Category: The Expanse (TV)
Genre: Between Seasons/Series, Drinking, Friendship, Gen, Treat
Language: English
Status: Completed
Published: 2021-02-13
Updated: 2021-02-13
Packaged: 2021-03-12 14:34:55
Rating: Teen And Up Audiences
Warnings: No Archive Warnings Apply
Chapters: 1
Words: 1,178
Publisher: archiveofourown.org
Story URL: https://archiveofourown.org/works/29262090
Author URL: https://archiveofourown.org/users/Sholio/pseuds/Sholio
Summary: There's nothing like good company and a good drink. (Okay, maybe a terrible drink. But the company is good.)
Relationships: Klaes Ashford & Camina Drummer
Comments: 19
Kudos: 31
Collections: Chocolate Box - Round 6





	Drinking Games

**Author's Note:**

  * For [kalirush](https://archiveofourown.org/users/kalirush/gifts).



It had been a long exhausting shift, all the more so because, between one minor emergency and another, Camina had spent most of it in the .3g of Medina Station's spinning drum. 

Her back hurt now in radiating waves, rippling down her shoulders and spreading through her pelvis.

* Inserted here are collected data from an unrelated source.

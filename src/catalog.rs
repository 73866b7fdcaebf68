use std::collections::HashMap;
use std::path::Path;

use anyhow::Context;
use serde::{Deserialize, Serialize};

#[derive(Debug, Clone, Copy, PartialEq, Eq, Serialize, Deserialize)]
#[serde(rename_all = "lowercase")]
pub enum TagStyle {
    Danger,
    Warning,
    Success,
    Neutral,
}

#[derive(Debug, Clone, PartialEq, Serialize, Deserialize)]
pub struct TagOption {
    pub id: String,
    pub label: String,
    pub style: TagStyle,
    pub score: i32,
}

impl TagOption {
    fn new(id: &str, label: &str, style: TagStyle, score: i32) -> Self {
        Self {
            id: id.to_string(),
            label: label.to_string(),
            style,
            score,
        }
    }
}

#[derive(Debug, thiserror::Error, PartialEq, Eq)]
pub enum CatalogError {
    #[error("{table}: duplicate tag id '{id}'")]
    DuplicateId { table: String, id: String },
    #[error("{table}: duplicate tag label '{label}'")]
    DuplicateLabel { table: String, label: String },
    #[error("{table}: 'other' tag '{id}' is not in the table")]
    MissingOther { table: String, id: String },
    #[error("{table}: tag '{id}' score {score} is out of range")]
    ScoreOutOfRange { table: String, id: String, score: i32 },
}

/// Largest weight a single tag may carry in either direction.
pub const MAX_TAG_SCORE: i32 = 1000;

/// One lookup table with O(1) access by id and by label.
#[derive(Debug, Clone)]
pub struct TagCatalog {
    other_id: String,
    options: Vec<TagOption>,
    by_id: HashMap<String, usize>,
    by_label: HashMap<String, usize>,
}

impl TagCatalog {
    /// Builds a catalog, rejecting duplicate ids or labels, scores beyond
    /// `MAX_TAG_SCORE` and a missing "other" tag.
    pub fn new(
        table: &str,
        other_id: impl Into<String>,
        options: Vec<TagOption>,
    ) -> Result<Self, CatalogError> {
        let other_id = other_id.into();
        let mut by_id = HashMap::with_capacity(options.len());
        let mut by_label = HashMap::with_capacity(options.len());

        for (idx, option) in options.iter().enumerate() {
            if !(-MAX_TAG_SCORE..=MAX_TAG_SCORE).contains(&option.score) {
                return Err(CatalogError::ScoreOutOfRange {
                    table: table.to_string(),
                    id: option.id.clone(),
                    score: option.score,
                });
            }
            if by_id.insert(option.id.clone(), idx).is_some() {
                return Err(CatalogError::DuplicateId {
                    table: table.to_string(),
                    id: option.id.clone(),
                });
            }
            if by_label.insert(option.label.clone(), idx).is_some() {
                return Err(CatalogError::DuplicateLabel {
                    table: table.to_string(),
                    label: option.label.clone(),
                });
            }
        }

        if !by_id.contains_key(&other_id) {
            return Err(CatalogError::MissingOther {
                table: table.to_string(),
                id: other_id,
            });
        }

        Ok(Self {
            other_id,
            options,
            by_id,
            by_label,
        })
    }

    /// Score contributed by a tag id. Unknown ids contribute nothing.
    pub fn score_of(&self, id: &str) -> i32 {
        self.get(id).map(|option| option.score).unwrap_or(0)
    }

    pub fn get(&self, id: &str) -> Option<&TagOption> {
        self.by_id.get(id).map(|idx| &self.options[*idx])
    }

    pub fn find_by_label(&self, label: &str) -> Option<&TagOption> {
        self.by_label.get(label).map(|idx| &self.options[*idx])
    }

    pub fn label_of(&self, id: &str) -> Option<&str> {
        self.get(id).map(|option| option.label.as_str())
    }

    pub fn other_id(&self) -> &str {
        &self.other_id
    }

    pub fn options(&self) -> &[TagOption] {
        &self.options
    }
}

/// Both catalogs as one injected dependency.
#[derive(Debug, Clone)]
pub struct Catalogs {
    pub behaviors: TagCatalog,
    pub special_notes: TagCatalog,
}

#[derive(Debug, Deserialize)]
#[serde(rename_all = "camelCase")]
struct CatalogFile {
    behaviors: TableFile,
    special_notes: TableFile,
}

#[derive(Debug, Deserialize)]
struct TableFile {
    other: String,
    options: Vec<TagOption>,
}

impl Catalogs {
    pub fn builtin() -> Result<Self, CatalogError> {
        Ok(Self {
            behaviors: TagCatalog::new("behaviors", "other_behavior", default_behaviors())?,
            special_notes: TagCatalog::new("specialNotes", "other_note", default_special_notes())?,
        })
    }

    pub fn from_json(content: &str) -> anyhow::Result<Self> {
        let file: CatalogFile =
            serde_json::from_str(content).context("failed to parse catalog JSON")?;
        Ok(Self {
            behaviors: TagCatalog::new("behaviors", file.behaviors.other, file.behaviors.options)?,
            special_notes: TagCatalog::new(
                "specialNotes",
                file.special_notes.other,
                file.special_notes.options,
            )?,
        })
    }

    pub fn load(path: &Path) -> anyhow::Result<Self> {
        let content = std::fs::read_to_string(path)
            .with_context(|| format!("failed to read catalog file {}", path.display()))?;
        Self::from_json(&content)
            .with_context(|| format!("invalid catalog file {}", path.display()))
    }
}

pub fn default_behaviors() -> Vec<TagOption> {
    use TagStyle::*;
    vec![
        TagOption::new("leadership", "리더십", Success, -5),
        TagOption::new("active", "활동적", Success, -2),
        TagOption::new("introverted", "내향적", Neutral, 0),
        TagOption::new("extroverted", "외향적", Neutral, 0),
        TagOption::new("academic_high", "학습우수", Success, -5),
        TagOption::new("academic_low", "학습부진", Warning, 5),
        TagOption::new("distracted", "산만함", Danger, 5),
        TagOption::new("disruptive", "수업방해", Danger, 10),
        TagOption::new("helpful", "협조적", Success, -5),
        TagOption::new("responsible", "책임감", Success, -5),
        TagOption::new("creative", "창의적", Success, -2),
        TagOption::new("aggressive", "공격적", Danger, 10),
        TagOption::new("passive", "소극적", Neutral, 2),
        TagOption::new("emotional", "정서불안", Danger, 8),
        TagOption::new("peer_issues", "교우관계", Danger, 8),
        TagOption::new("lying", "거짓말", Danger, 8),
        TagOption::new("other_behavior", "기타", Neutral, 1),
    ]
}

pub fn default_special_notes() -> Vec<TagOption> {
    use TagStyle::*;
    vec![
        TagOption::new("adhd", "ADHD", Danger, 10),
        TagOption::new("twins", "쌍둥이", Warning, 3),
        TagOption::new("disability", "장애", Warning, 5),
        TagOption::new("multicultural", "다문화", Neutral, 1),
        TagOption::new("gifted", "영재", Success, -2),
        TagOption::new("special_care", "특별관리", Warning, 5),
        TagOption::new("transfer", "전학생", Neutral, 2),
        TagOption::new("single_parent", "한부모", Neutral, 2),
        TagOption::new("grandparent", "조손가정", Neutral, 2),
        TagOption::new("low_income", "기초수급", Neutral, 2),
        TagOption::new("allergy", "알레르기", Warning, 3),
        TagOption::new("violence", "학폭관련", Danger, 15),
        TagOption::new("other_note", "기타", Neutral, 1),
    ]
}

She had no choice about being in her office—there were reports to send to the Inners and authorizations that would not wait; she was even starting to have reluctant sympathy for Fred Johnson after finding out how much of administration was rote paperwork. She imagined she could feel her spine grinding together every time she moved. At least she hoped it was imagination. She didn't relish the idea of being back in the mech legs if something broke loose. Her last painkiller had been a long time ago. She was thinking longingly of the next one.

Her comm chimed. "Oye, bossmang," her communications engineer said. "Tynan just call in. They back from patrol, in dock soon. You say need to know."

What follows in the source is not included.